Retype exactly the lines that run from the start of the data to the line holding "next one aborts.", including both, and only those.

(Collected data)
= = =

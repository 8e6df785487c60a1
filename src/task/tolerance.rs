//! Consecutive transport failure tracking for a single task call.

use tracing::debug;

use crate::error::{RpcError, TransportError};

/// What the caller should do after a transport failure.
#[derive(Debug, Clone, Copy, PartialEq, Eq)]
pub enum Verdict {
    /// Still within tolerance: wait and try the transport again.
    Retry,
    /// Tolerance exceeded: give up on the call.
    Exhausted,
}

/// Counts consecutive transport failures across the submission and polls of
/// one call.
///
/// A single successful exchange forgives every earlier failure. Each call
/// creates its own tracker, so nothing is shared between invocations.
#[derive(Debug, Clone)]
pub struct ErrorTolerance {
    tolerated: u32,
    consecutive: u32,
}

impl ErrorTolerance {
    /// Tolerate up to `tolerated` consecutive failures; the next one aborts.
    pub const fn new(tolerated: u32) -> Self {
        Self {
            tolerated,
            consecutive: 0,
        }
    }

    pub const fn consecutive_failures(&self) -> u32 {
        self.consecutive
    }

    pub fn on_transport_failure(&mut self) -> Verdict {
        self.consecutive = self.consecutive.saturating_add(1);
        if self.consecutive > self.tolerated {
            Verdict::Exhausted
        } else {
            Verdict::Retry
        }
    }

    pub fn on_transport_success(&mut self) {
        self.consecutive = 0;
    }

    /// Account for a transport error raised while running `method`.
    ///
    /// Returns `Ok` when the caller should retry. Errors that are not
    /// transport failures (rejections, protocol violations) end the call
    /// without touching the counter.
    pub fn absorb(&mut self, method: &str, err: TransportError) -> Result<(), RpcError> {
        let err = RpcError::retryable_or_fatal(method, err)?;

        match self.on_transport_failure() {
            Verdict::Retry => {
                debug!(
                    method,
                    failures = self.consecutive,
                    tolerated = self.tolerated,
                    error = %err,
                    "Tolerating transport failure"
                );
                Ok(())
            }
            Verdict::Exhausted => Err(RpcError::TransportExhausted {
                method: method.to_string(),
                failures: self.consecutive,
                last: err,
            }),
        }
    }
}
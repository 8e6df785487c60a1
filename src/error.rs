//! Error types for agent task calls.

use thiserror::Error;

use crate::task::DecodeFailure;

/// Failure of a single exchange with the agent endpoint.
#[derive(Debug, Error)]
pub enum TransportError {
    /// Connection, timeout or body read failure.
    #[error("connection error: {0}")]
    Connection(String),

    /// The endpoint answered with a non-success HTTP status.
    #[error("agent endpoint returned HTTP {status}: {body}")]
    Status { status: u16, body: String },

    /// The agent rejected the submission with an exception.
    #[error("agent rejected request: {0}")]
    Rejected(String),

    /// The reply did not follow the task protocol.
    #[error("expected {expected}, got {actual}")]
    Protocol {
        expected: &'static str,
        actual: String,
    },
}

impl TransportError {
    /// Whether the failure counts against the error tolerance and may be retried.
    pub const fn is_retryable(&self) -> bool {
        matches!(self, Self::Connection(_) | Self::Status { .. })
    }
}

impl From<reqwest::Error> for TransportError {
    fn from(err: reqwest::Error) -> Self {
        Self::Connection(err.to_string())
    }
}

/// Error returned by an agent task call.
#[derive(Debug, Error)]
pub enum RpcError {
    /// Arguments could not be encoded.
    #[error("encoding arguments for '{method}': {source}")]
    Encode {
        method: String,
        #[source]
        source: serde_json::Error,
    },

    /// Consecutive transport failures exceeded the tolerated count.
    #[error("sending '{method}' to the agent: gave up after {failures} consecutive transport failures: {last}")]
    TransportExhausted {
        method: String,
        failures: u32,
        #[source]
        last: TransportError,
    },

    /// The agent reported that the task itself failed.
    #[error("sending '{method}' to the agent: task {task_id} failed: {message}")]
    TaskFailed {
        method: String,
        task_id: String,
        message: String,
    },

    /// The agent responded with an exception.
    #[error("sending '{method}' to the agent: agent responded with error: {message}")]
    Server { method: String, message: String },

    /// The terminal payload did not have the expected shape.
    #[error("unable to parse {method} response value: expected {expected}, got {actual}")]
    Decode {
        method: String,
        expected: &'static str,
        actual: String,
    },
}

impl RpcError {
    /// The method of the call that failed.
    pub fn method(&self) -> &str {
        match self {
            Self::Encode { method, .. }
            | Self::TransportExhausted { method, .. }
            | Self::TaskFailed { method, .. }
            | Self::Server { method, .. }
            | Self::Decode { method, .. } => method,
        }
    }

    /// Attach the failing method to a decode failure.
    pub(crate) fn from_decode(method: &str, failure: DecodeFailure) -> Self {
        match failure {
            DecodeFailure::Exception(message) => Self::Server {
                method: method.to_string(),
                message,
            },
            DecodeFailure::Shape { expected, actual } => Self::Decode {
                method: method.to_string(),
                expected,
                actual,
            },
        }
    }

    /// Split a transport error of `method` into one worth retrying (`Ok`) and
    /// one that ends the call (`Err`, mapped into the call's taxonomy).
    pub(crate) fn retryable_or_fatal(
        method: &str,
        err: TransportError,
    ) -> Result<TransportError, Self> {
        match err {
            retryable @ (TransportError::Connection(_) | TransportError::Status { .. }) => {
                Ok(retryable)
            }
            TransportError::Rejected(message) => Err(Self::Server {
                method: method.to_string(),
                message,
            }),
            TransportError::Protocol { expected, actual } => Err(Self::Decode {
                method: method.to_string(),
                expected,
                actual,
            }),
        }
    }
}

= = =

### Expected answer:
repository 8e6df785487c60a1
filename src/task/tolerance.rs
//! Consecutive transport failure tracking for a single task call.

use tracing::debug;

use crate::error::{RpcError, TransportError};

/// What the caller should do after a transport failure.
#[derive(Debug, Clone, Copy, PartialEq, Eq)]
pub enum Verdict {
    /// Still within tolerance: wait and try the transport again.
    Retry,
    /// Tolerance exceeded: give up on the call.
    Exhausted,
}

/// Counts consecutive transport failures across the submission and polls of
/// one call.
///
/// A single successful exchange forgives every earlier failure. Each call
/// creates its own tracker, so nothing is shared between invocations.
#[derive(Debug, Clone)]
pub struct ErrorTolerance {
    tolerated: u32,
    consecutive: u32,
}

impl ErrorTolerance {
    /// Tolerate up to `tolerated` consecutive failures; the next one aborts.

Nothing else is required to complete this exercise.